Zac Stringer: Well, I didn't know how it had went off.

Lesley Stahl: Did you deliberately kill your baby brother?

Zac Stringer: No, ma'am.

Lesley Stahl: Did you pull the trigger?

Zac Stringer: No, ma'am.

But Zac was convicted and sent off to prison for 10 years.   

Lesley Stahl: Is it true that you actually testified against him at trial.

Roger Stringer: I did. I did. Because I'd never heard of a gun going off without a trigger being pulled. It made no sense.

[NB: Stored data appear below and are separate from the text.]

//! Hash-commitment engine for provably fair outcomes.
//!
//! A secret is drawn per round/game, its SHA-256 hash is published before
//! any bet is accepted, and the secret is revealed after the round/game
//! concludes. Every outcome is derived from HMAC-SHA256(secret, message),
//! so any party holding the revealed secret can recompute it exactly.

use crate::errors::{GameError, GameResult};
use crate::multiplier::Multiplier;
use hmac::{Hmac, Mac};
use rand::RngCore;
use serde::{Deserialize, Serialize};
use sha2::{Digest, Sha256};

type HmacSha256 = Hmac<Sha256>;

/// Message label for the crash-point derivation.
pub const CRASH_LABEL: &str = "crash";

/// House edge applied to fair-odds payouts (3%).
pub const HOUSE_EDGE: f64 = 0.97;

/// Hard cap on the crash multiplier.
pub const MAX_CRASH_MULTIPLIER: f64 = 10_000.0;

/// Number of cells on a mines board.
pub const BOARD_SIZE: usize = 25;

/// A server secret together with its published hash.
///
/// The hash is safe to publish immediately; the secret must stay private
/// until the round/game concludes.
#[derive(Debug, Clone, Serialize, Deserialize)]
pub struct Commitment {
    pub id: String,
    /// Hex-encoded 32-byte secret.
    pub secret: String,
    /// Hex-encoded SHA-256 of the secret bytes.
    pub public_hash: String,
}

impl Commitment {
    /// Draw a fresh cryptographically secure secret and commit to it.
    pub fn generate() -> Self {
        let mut secret = [0u8; 32];
        rand::rngs::OsRng.fill_bytes(&mut secret);

        Self {
            id: uuid::Uuid::new_v4().to_string(),
            secret: hex::encode(secret),
            public_hash: hex::encode(Sha256::digest(secret)),
        }
    }

    pub fn secret_bytes(&self) -> Vec<u8> {
        hex::decode(&self.secret).expect("commitment secret is valid hex")
    }
}

/// Check that a revealed secret matches its published hash.
///
/// A mismatch is a fairness violation and is always surfaced to the caller.
pub fn verify_reveal(secret_hex: &str, public_hash: &str) -> GameResult<()> {
    let secret = hex::decode(secret_hex)
        .map_err(|e| GameError::Fairness(format!("secret is not valid hex: {}", e)))?;
    let computed = hex::encode(Sha256::digest(&secret));

    if computed != public_hash {
        return Err(GameError::Fairness(format!(
            "seed hash mismatch: expected {}, computed {}",
            public_hash, computed
        )));
    }
    Ok(())
}

fn hmac_digest(secret: &[u8], message: &[u8]) -> [u8; 32] {
    let mut mac = HmacSha256::new_from_slice(secret).expect("HMAC accepts any key length");
    mac.update(message);
    mac.finalize().into_bytes().into()
}

/// Derive a float in [0, 1) from the first 4 HMAC bytes (32-bit precision).
pub fn derive_float_u32(secret: &[u8], message: &str) -> f64 {
    let digest = hmac_digest(secret, message.as_bytes());
    let value = u32::from_be_bytes([digest[0], digest[1], digest[2], digest[3]]);
    value as f64 / (1u64 << 32) as f64
}

/// Derive a float in [0, 1) from the first 13 hex nibbles (52-bit precision).
pub fn derive_float_u52(secret: &[u8], message: &str) -> f64 {
    let digest = hmac_digest(secret, message.as_bytes());
    let hex_str = hex::encode(digest);
    let value = u64::from_str_radix(&hex_str[..13], 16).expect("13 hex nibbles fit in u64");
    value as f64 / (1u64 << 52) as f64
}

/// Coin faces.
#[derive(Debug, Clone, Copy, Serialize, Deserialize, PartialEq, Eq)]
#[serde(rename_all = "lowercase")]
pub enum CoinSide {
    Heads,
    Tails,
}

impl std::fmt::Display for CoinSide {
    fn fmt(&self, f: &mut std::fmt::Formatter<'_>) -> std::fmt::Result {
        match self {
            CoinSide::Heads => write!(f, "heads"),
            CoinSide::Tails => write!(f, "tails"),
        }
    }
}

impl std::str::FromStr for CoinSide {
    type Err = GameError;

    fn from_str(s: &str) -> GameResult<Self> {
        match s.to_ascii_lowercase().as_str() {
            "heads" => Ok(CoinSide::Heads),
            "tails" => Ok(CoinSide::Tails),
            other => Err(GameError::Validation(format!("unknown coin side: {}", other))),
        }
    }
}

/// Coinflip outcome from `(secret, client_seed)`.
pub fn coinflip_outcome(secret: &[u8], client_seed: &str) -> CoinSide {
    if derive_float_u32(secret, client_seed) < 0.5 {
        CoinSide::Heads
    } else {
        CoinSide::Tails
    }
}

/// Crash point from the secret alone, fixed at round creation.
///
/// `x` is 52-bit uniform; `1/(1-x)` gives the fair heavy-tailed curve,
/// floored to hundredths, discounted by the house edge, floored again,
/// clamped to [1.00, 10000.00].
pub fn crash_point(secret: &[u8]) -> Multiplier {
    let x = derive_float_u52(secret, CRASH_LABEL);
    let raw = ((1.0 / (1.0 - x)) * 100.0).floor() / 100.0;
    let raw = raw.max(1.0);
    let edged = (raw * HOUSE_EDGE * 100.0).floor() / 100.0;
    Multiplier::from_f64(edged.max(1.0).min(MAX_CRASH_MULTIPLIER))
}

/// Mines board from `(secret, client_seed, bomb_count)`: `true` marks a bomb.
///
/// The LCG state starts from the first 4 HMAC bytes; each step selects
/// `state % 25`, skipping cells already marked, until `bomb_count` distinct
/// bombs are placed. Fully reproducible from the revealed secret.
pub fn mines_board(secret: &[u8], client_seed: &str, bomb_count: usize) -> [bool; BOARD_SIZE] {
    let digest = hmac_digest(secret, client_seed.as_bytes());
    let mut state = u32::from_be_bytes([digest[0], digest[1], digest[2], digest[3]]);

    let mut board = [false; BOARD_SIZE];
    let mut placed = 0;
    while placed < bomb_count.min(BOARD_SIZE) {
        state = state.wrapping_mul(1_103_515_245).wrapping_add(12_345) & 0x7fff_ffff;
        let idx = state as usize % BOARD_SIZE;
        if !board[idx] {
            board[idx] = true;
            placed += 1;
        }
    }
    board
}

"We only had one son, and I lost him" 01:28

What Roger didn't know was that by then Remington had gotten some 200 complaints claiming just that about rifles like Zac's, with a trigger mechanism called the X-Mark Pro. Six months after Justin was killed, another tragedy with the same trigger, this time in Chadbourn, North Carolina. 16-year-old Jasmine Thar and her cousin Jahmesha were about to go Christmas shopping.

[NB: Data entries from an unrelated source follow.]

//! Fixed-precision multiplier arithmetic.
//!
//! Every multiplier the server publishes (crash curve, crash point, mines
//! chain) and every payout derived from one goes through this type, so the
//! server and any client re-deriving an outcome round identically.

use serde::{Deserialize, Serialize, Serializer};
use std::fmt;

// Scaling factor for fixed-point arithmetic: four decimal places.
// The crash protocol publishes two decimals; the mines chain needs four
// (e.g. the 5-bomb base multiplier 1.2125).
pub const SCALE: u64 = 10_000;

/// Fixed-point multiplier with 4 decimal places of precision.
#[derive(Debug, Clone, Copy, PartialEq, Eq, PartialOrd, Ord, Deserialize)]
#[serde(from = "f64")]
pub struct Multiplier(u64);

impl Multiplier {
    pub const ONE: Multiplier = Multiplier(SCALE);

    /// The 3% house edge as an exact fixed-point factor (0.9700). Going
    /// through `from_f64(0.97)` would floor the IEEE value to 0.9699.
    pub const HOUSE_EDGE: Multiplier = Multiplier(9_700);

    /// Create from raw ten-thousandths.
    pub fn from_raw(raw: u64) -> Self {
        Multiplier(raw)
    }

    /// Create from integer hundredths (the two-decimal wire format).
    pub fn from_hundredths(hundredths: u64) -> Self {
        Multiplier(hundredths * (SCALE / 100))
    }

    /// Create from a float, flooring to the representable precision.
    pub fn from_f64(value: f64) -> Self {
        let clamped = value.max(0.0);
        Multiplier((clamped * SCALE as f64).floor() as u64)
    }

    /// Create from a fraction, rounding to nearest.
    pub fn from_frac(numerator: u64, denominator: u64) -> Self {
        if denominator == 0 {
            return Multiplier(0);
        }
        let scaled = numerator as u128 * SCALE as u128;
        Multiplier(((scaled + denominator as u128 / 2) / denominator as u128) as u64)
    }

    pub fn raw(self) -> u64 {
        self.0
    }

    pub fn as_f64(self) -> f64 {
        self.0 as f64 / SCALE as f64
    }

    /// Drop sub-hundredth precision, flooring. The crash protocol publishes
    /// two-decimal values only.
    pub fn floor_to_hundredths(self) -> Self {
        Multiplier(self.0 / (SCALE / 100) * (SCALE / 100))
    }

    /// Multiply two multipliers, rounding to nearest.
    pub fn mul(self, other: Self) -> Self {
        let scaled = self.0 as u128 * other.0 as u128;
        Multiplier(((scaled + SCALE as u128 / 2) / SCALE as u128) as u64)
    }

    /// Divide two multipliers, rounding to nearest.
    pub fn div(self, other: Self) -> Self {
        if other.0 == 0 {
            return Multiplier(0);
        }
        let scaled = self.0 as u128 * SCALE as u128;
        Multiplier(((scaled + other.0 as u128 / 2) / other.0 as u128) as u64)
    }

    /// Payout for a stake at this multiplier, floored to a whole unit.
    pub fn payout(self, amount: u64) -> u64 {
        (amount as u128 * self.0 as u128 / SCALE as u128) as u64
    }
}

impl fmt::Display for Multiplier {
    fn fmt(&self, f: &mut fmt::Formatter<'_>) -> fmt::Result {
        write!(f, "{:.2}x", self.as_f64())
    }
}

impl From<f64> for Multiplier {
    fn from(value: f64) -> Self {
        Multiplier::from_f64(value)
    }
}

// Serialized as a plain float so event payloads read `"multiplier": 1.8`.
impl Serialize for Multiplier {
    fn serialize<S: Serializer>(&self, serializer: S) -> Result<S::Ok, S::Error> {
        serializer.serialize_f64(self.as_f64())
    }
}

#[cfg(test)]
mod tests {
    use super::*;

    #[test]
    fn test_from_hundredths() {
        let m = Multiplier::from_hundredths(180);
        assert_eq!(m.raw(), 18_000);
        assert_eq!(m.as_f64(), 1.8);
    }

    #[test]
    fn test_from_frac() {
        // 25/20 * 0.97 is the 5-bomb mines base: 1.2125 exactly.
        let base = Multiplier::from_frac(25, 20).mul(Multiplier::from_frac(97, 100));
        assert_eq!(base.raw(), 12_125);
    }

    #[test]
    fn test_div_rounds_to_nearest() {
        // 1.2125 / (19/24) = 1.53157... rounds to 1.5316
        let m = Multiplier::from_raw(12_125).div(Multiplier::from_frac(19, 24));
        assert_eq!(m.raw(), 15_316);
    }

    #[test]
    fn test_floor_to_hundredths() {
        assert_eq!(Multiplier::from_raw(15_316).floor_to_hundredths().raw(), 15_300);
        assert_eq!(Multiplier::from_raw(18_000).floor_to_hundredths().raw(), 18_000);
    }

    #[test]
    fn test_payout_floors() {
        assert_eq!(Multiplier::from_hundredths(180).payout(100), 180);
        // 7 * 1.5316 = 10.7212 -> 10
        assert_eq!(Multiplier::from_raw(15_316).payout(7), 10);
        assert_eq!(Multiplier::ONE.payout(250), 250);
    }

    #[test]
    fn test_ordering() {
        assert!(Multiplier::from_hundredths(250) > Multiplier::from_hundredths(180));
        assert_eq!(Multiplier::from_hundredths(100), Multiplier::ONE);
    }

    #[test]
    fn test_display() {
        assert_eq!(Multiplier::from_hundredths(180).to_string(), "1.80x");
    }
}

Robert Chaffin: They were standing out in the front yard, with the grandmother sitting on the porch.

Robert Chaffin, an attorney for Jasmine's family, made this animation: a neighbor across the street in his bedroom picked up a loaded model 700. The safety was off.

Robert Chaffin: And it fired through a closed window. And in what could be the most random act you ever heard of, the bullet traveled across the street and went through Jahmesha's chest, barely missing her heart, and basically hit Jasmine almost directly in the heart, and she died in her grandmother's front yard. That's an incredibly tragic case.

In a deposition under oath, James Anthony Blackwell, a former Marine and experienced hunter, couldn't explain how his rifle went off:

Q: Do you, Anthony Blackwell, believe that you pulled the trigger?

A: No, sir.

Q: Do you think you touched it in any way?

A: No, sir.

Lesley Stahl: So, was he prosecuted?

Robert Chaffin: No.

Chaffin had already won $17 million from Remington in 1994 for a client who shot himself in the foot when he said his 700 fired on its own.  Back then rifles were made with another trigger called the Walker. The company has faced 150 lawsuits alleging injury or death related to that trigger, but argues it's always human error and never the gun's fault.

Lesley Stahl: Has Remington ever admitted wrongdoing?

Robert Chaffin: Never. You cannot admit wrongdoing when you have seven million of these things on the market.

But according to a Remington internal document the company had evidence of the problem as early as 1975 when its own tests showed some of the model 700s firing without the trigger being pulled.  And this 1979 document indicates the company considered a recall. That never happened, but a decade ago it did switch from the original Walker trigger to the X-Mark Pro.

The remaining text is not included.